→ **Task instructions**:
In the listing below, the lines from the first through the one with "fresh round trip." are to be copied word for word.
----------------
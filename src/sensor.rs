//! Stateful handle on one Yosemitech sensor.
//!
//! [`Sensor`] binds a borrowed [`Transport`] to a [`SensorSession`] and forwards each
//! operation to the [`Sequencer`]. Model name, parameter and unit come from a static
//! table keyed by the model the sensor was created with; the sensor itself does not
//! report them.
//!
//! ## Example
//!
//! ```no_run
//! use yosemitech_lib::{model::SensorModel, protocol::Address, sensor::Sensor};
//! use std::time::Duration;
//!
//! fn main() -> Result<(), Box<dyn std::error::Error>> {
//!     let builder = yosemitech_lib::tokio_common::serial_port_builder("/dev/ttyUSB0", 9600);
//!     let mut ctx = tokio_modbus::client::sync::rtu::connect(&builder)?;
//!     ctx.set_timeout(Duration::from_secs(1));
//!
//!     let mut sensor = Sensor::new(&mut ctx, SensorModel::Y511, Address::try_from(1)?);
//!     sensor.start_measurement()?;
//!     let values = sensor.read_values()?;
//!     println!("{}: {} {}", sensor.parameter(), values.value, sensor.unit());
//!     Ok(())
//! }
//! ```
use crate::{
    calibration::PhCalibration,
    codec::{BrushInterval, Calibration, CalibrationStatus, Measurement, Version},
    error::Result,
    model::SensorModel,
    protocol::Address,
    sequencer::{EnableLine, SensorSession, Sequencer, Transport},
};
use std::io::Write;

/// One sensor on a borrowed transport.
///
/// Operations block until the sensor answers or the retries are used up. The sensor
/// does not cache anything, each call is a fresh round trip.
pub struct Sensor<'t, T: Transport + ?Sized> {
    transport: &'t mut T,
    session: SensorSession,
}

impl<'t, T: Transport + ?Sized> Sensor<'t, T> {
    pub fn new(transport: &'t mut T, model: SensorModel, address: Address) -> Self {
        Self::from_session(transport, SensorSession::new(model, address))
    }

    pub fn from_session(transport: &'t mut T, session: SensorSession) -> Self {
        Self { transport, session }
    }

    /// Asserts `line` around every exchange.
    pub fn with_enable_line(mut self, line: Box<dyn EnableLine + Send>) -> Self {
        self.session = self.session.with_enable_line(line);
        self
    }

    /// Releases the transport and returns the session.
    pub fn into_session(self) -> SensorSession {
        self.session
    }

    pub fn session(&self) -> &SensorSession {
        &self.session
    }

    pub fn set_debug_sink(&mut self, sink: Box<dyn Write + Send>) {
        self.session.set_debug_sink(sink);
    }

    pub fn stop_debugging(&mut self) {
        self.session.stop_debugging();
    }

    /// The model the sensor was created with.
    pub fn model(&self) -> SensorModel {
        Sequencer::model(&self.session)
    }

    pub fn model_name(&self) -> &'static str {
        self.session.model().name()
    }

    pub fn parameter(&self) -> &'static str {
        self.session.model().parameter()
    }

    pub fn unit(&self) -> &'static str {
        self.session.model().unit()
    }

    pub fn address(&self) -> Address {
        self.session.address()
    }

    pub fn read_serial_number(&mut self) -> Result<String> {
        Sequencer::read_serial_number(self.transport, &mut self.session)
    }

    pub fn read_version(&mut self) -> Result<Version> {
        Sequencer::read_version(self.transport, &mut self.session)
    }

    /// Queries the slave address over broadcast. Only one sensor may be on the bus.
    pub fn read_slave_id(&mut self) -> Result<Address> {
        Sequencer::read_slave_id(self.transport, &mut self.session)
    }

    /// Changes the slave address. Following operations use the new address.
    pub fn set_slave_id(&mut self, new_address: Address) -> Result<()> {
        Sequencer::set_slave_id(self.transport, &mut self.session, new_address)
    }

    pub fn start_measurement(&mut self) -> Result<()> {
        Sequencer::start_measurement(self.transport, &mut self.session)
    }

    pub fn stop_measurement(&mut self) -> Result<()> {
        Sequencer::stop_measurement(self.transport, &mut self.session)
    }

    /// Reads the parameter in [`Self::unit`], plus temperature (°C) and error code
    /// where the model reports them.
    pub fn read_values(&mut self) -> Result<Measurement> {
        Sequencer::read_values(self.transport, &mut self.session)
    }

    /// Reads the temperature in °C.
    pub fn read_temperature(&mut self) -> Result<f32> {
        Sequencer::read_temperature(self.transport, &mut self.session)
    }

    /// Reads the electrode potential in mV. pH only.
    pub fn read_potential(&mut self) -> Result<f32> {
        Sequencer::read_potential(self.transport, &mut self.session)
    }

    pub fn read_calibration(&mut self) -> Result<Calibration> {
        Sequencer::read_calibration(self.transport, &mut self.session)
    }

    /// Writes K and B. Every model except pH.
    pub fn set_calibration(&mut self, calibration: Calibration) -> Result<()> {
        Sequencer::set_calibration(self.transport, &mut self.session, calibration)
    }

    /// Writes the cap coefficients K0 to K7. Dissolved oxygen only.
    pub fn set_cap_coefficients(&mut self, coefficients: &[f32]) -> Result<()> {
        Sequencer::set_cap_coefficients(self.transport, &mut self.session, coefficients)
    }

    /// Writes the pH coefficients K1 to K6, see
    /// [`crate::codec::PH_FACTORY_COEFFICIENTS`] for the factory values.
    pub fn set_ph_calibration(&mut self, coefficients: &[f32]) -> Result<()> {
        Sequencer::set_ph_calibration(self.transport, &mut self.session, coefficients)
    }

    /// Starts a three point pH calibration. No I/O.
    pub fn begin_ph_calibration(&self) -> Result<PhCalibration> {
        PhCalibration::begin(self.session.model())
    }

    pub fn submit_ph_calibration_point(
        &mut self,
        calibration: &mut PhCalibration,
        ph: f32,
    ) -> Result<()> {
        calibration.submit_point(self.transport, &mut self.session, ph)
    }

    pub fn check_ph_calibration(
        &mut self,
        calibration: &mut PhCalibration,
    ) -> Result<CalibrationStatus> {
        calibration.check_status(self.transport, &mut self.session)
    }

    /// Reads the raw pH calibration status mask.
    pub fn read_ph_calibration_status(&mut self) -> Result<CalibrationStatus> {
        Sequencer::read_ph_calibration_status(self.transport, &mut self.session)
    }

    /// Runs the cleaning brush once.
    pub fn activate_brush(&mut self) -> Result<()> {
        Sequencer::activate_brush(self.transport, &mut self.session)
    }

    pub fn read_brush_interval(&mut self) -> Result<BrushInterval> {
        Sequencer::read_brush_interval(self.transport, &mut self.session)
    }

    pub fn set_brush_interval(&mut self, interval: BrushInterval) -> Result<()> {
        Sequencer::set_brush_interval(self.transport, &mut self.session, interval)
    }
}

impl<T: Transport + ?Sized> std::fmt::Debug for Sensor<'_, T> {
    fn fmt(&self, f: &mut std::fmt::Formatter<'_>) -> std::fmt::Result {
        f.debug_struct("Sensor")
            .field("session", &self.session)
            .finish_non_exhaustive()
    }
}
----------------
→ **Answer box**:
filename src/sensor.rs
//! Stateful handle on one Yosemitech sensor.
//!
//! [`Sensor`] binds a borrowed [`Transport`] to a [`SensorSession`] and forwards each
//! operation to the [`Sequencer`]. Model name, parameter and unit come from a static
//! table keyed by the model the sensor was created with; the sensor itself does not
//! report them.
//!
//! ## Example
//!
//! ```no_run
//! use yosemitech_lib::{model::SensorModel, protocol::Address, sensor::Sensor};
//! use std::time::Duration;
//!
//! fn main() -> Result<(), Box<dyn std::error::Error>> {
//!     let builder = yosemitech_lib::tokio_common::serial_port_builder("/dev/ttyUSB0", 9600);
//!     let mut ctx = tokio_modbus::client::sync::rtu::connect(&builder)?;
//!     ctx.set_timeout(Duration::from_secs(1));
//!
//!     let mut sensor = Sensor::new(&mut ctx, SensorModel::Y511, Address::try_from(1)?);
//!     sensor.start_measurement()?;
//!     let values = sensor.read_values()?;
//!     println!("{}: {} {}", sensor.parameter(), values.value, sensor.unit());
//!     Ok(())
//! }
//! ```
use crate::{
    calibration::PhCalibration,
    codec::{BrushInterval, Calibration, CalibrationStatus, Measurement, Version},
    error::Result,
    model::SensorModel,
    protocol::Address,
    sequencer::{EnableLine, SensorSession, Sequencer, Transport},
};
use std::io::Write;

/// One sensor on a borrowed transport.
///
/// Operations block until the sensor answers or the retries are used up. The sensor
/// does not cache anything, each call is a fresh round trip.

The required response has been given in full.